WHAT IS EXPECTED: Give back the lines of the records exactly, starting at the first and ending at the one with "for light sources.".

DATASET RECORDS:
━━━━━━━━━━━━━━━━━━━━

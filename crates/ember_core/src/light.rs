//! Light capability: sample incident radiance toward a surface point.

use ember_math::Vec3;
use rand::RngCore;

use crate::sampling::uniform_cone;

/// One light sample toward a shading point.
#[derive(Debug, Clone, Copy)]
pub struct LightSample {
    /// Unit direction from the point toward the light
    pub direction: Vec3,
    /// Incident radiance arriving along `direction`
    pub radiance: Vec3,
    /// Distance to the light; shadow rays stop here
    pub distance: f32,
}

/// Trait for light sources.
pub trait Light: Send + Sync {
    fn sample(&self, point: Vec3, rng: &mut dyn RngCore) -> LightSample;
}

/// Omnidirectional emitter with inverse-square falloff.
#[derive(Debug, Clone, Copy)]
pub struct PointLight {
    pub position: Vec3,
    pub intensity: Vec3,
}

impl PointLight {
    pub fn new(position: Vec3, intensity: Vec3) -> Self {
        Self {
            position,
            intensity,
        }
    }
}

impl Light for PointLight {
    fn sample(&self, point: Vec3, _rng: &mut dyn RngCore) -> LightSample {
        let to_light = self.position - point;
        let dist_sq = to_light.length_squared().max(1e-8);
        let distance = dist_sq.sqrt();

        LightSample {
            direction: to_light / distance,
            radiance: self.intensity / dist_sq,
            distance,
        }
    }
}

/// Sun-style light: parallel rays jittered within a small source cone so
/// shadows have soft edges.
#[derive(Debug, Clone)]
pub struct DirectionalLight {
    direction: Vec3,
    intensity: Vec3,
    cos_source_angle: f32,
}

impl DirectionalLight {
    pub fn new(direction: Vec3, intensity: Vec3, source_angle_deg: f32) -> Self {
        Self {
            direction: direction.normalize(),
            intensity,
            cos_source_angle: source_angle_deg.to_radians().cos(),
        }
    }
}

impl Light for DirectionalLight {
    fn sample(&self, _point: Vec3, rng: &mut dyn RngCore) -> LightSample {
        LightSample {
            direction: uniform_cone(-self.direction, self.cos_source_angle, rng),
            radiance: self.intensity,
            distance: f32::INFINITY,
        }
    }
}

#[cfg(test)]
mod tests {
    use super::*;
    use rand::rngs::StdRng;
    use rand::SeedableRng;

    #[test]
    fn test_point_light_inverse_square() {
        let light = PointLight::new(Vec3::new(0.0, 10.0, 0.0), Vec3::splat(50.0));
        let mut rng = StdRng::seed_from_u64(1);

        let near = light.sample(Vec3::new(0.0, 5.0, 0.0), &mut rng);
        let far = light.sample(Vec3::ZERO, &mut rng);

        assert!((near.distance - 5.0).abs() < 1e-5);
        assert!((far.distance - 10.0).abs() < 1e-5);
        // Twice the distance, a quarter the radiance
        assert!((near.radiance.x / far.radiance.x - 4.0).abs() < 1e-4);
        assert!((near.direction - Vec3::Y).length() < 1e-5);
    }

    #[test]
    fn test_directional_light_cone() {
        let light = DirectionalLight::new(Vec3::new(0.0, -1.0, 0.0), Vec3::ONE, 2.0);
        let mut rng = StdRng::seed_from_u64(4);
        let cos_max = 2f32.to_radians().cos();

        for _ in 0..200 {
            let sample = light.sample(Vec3::ZERO, &mut rng);
            assert!(sample.distance.is_infinite());
            // Samples point back toward the source, within the cone
            assert!(sample.direction.dot(Vec3::Y) >= cos_max - 1e-4);
        }
    }
}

━━━━━━━━━━━━━━━━━━━━

EXERCISE OUTPUT:
filename crates/ember_core/src/light.rs
//! Light capability: sample incident radiance toward a surface point.

use ember_math::Vec3;
use rand::RngCore;

use crate::sampling::uniform_cone;

/// One light sample toward a shading point.
#[derive(Debug, Clone, Copy)]
pub struct LightSample {
    /// Unit direction from the point toward the light
    pub direction: Vec3,
    /// Incident radiance arriving along `direction`
    pub radiance: Vec3,
    /// Distance to the light; shadow rays stop here
    pub distance: f32,
}

/// Trait for light sources.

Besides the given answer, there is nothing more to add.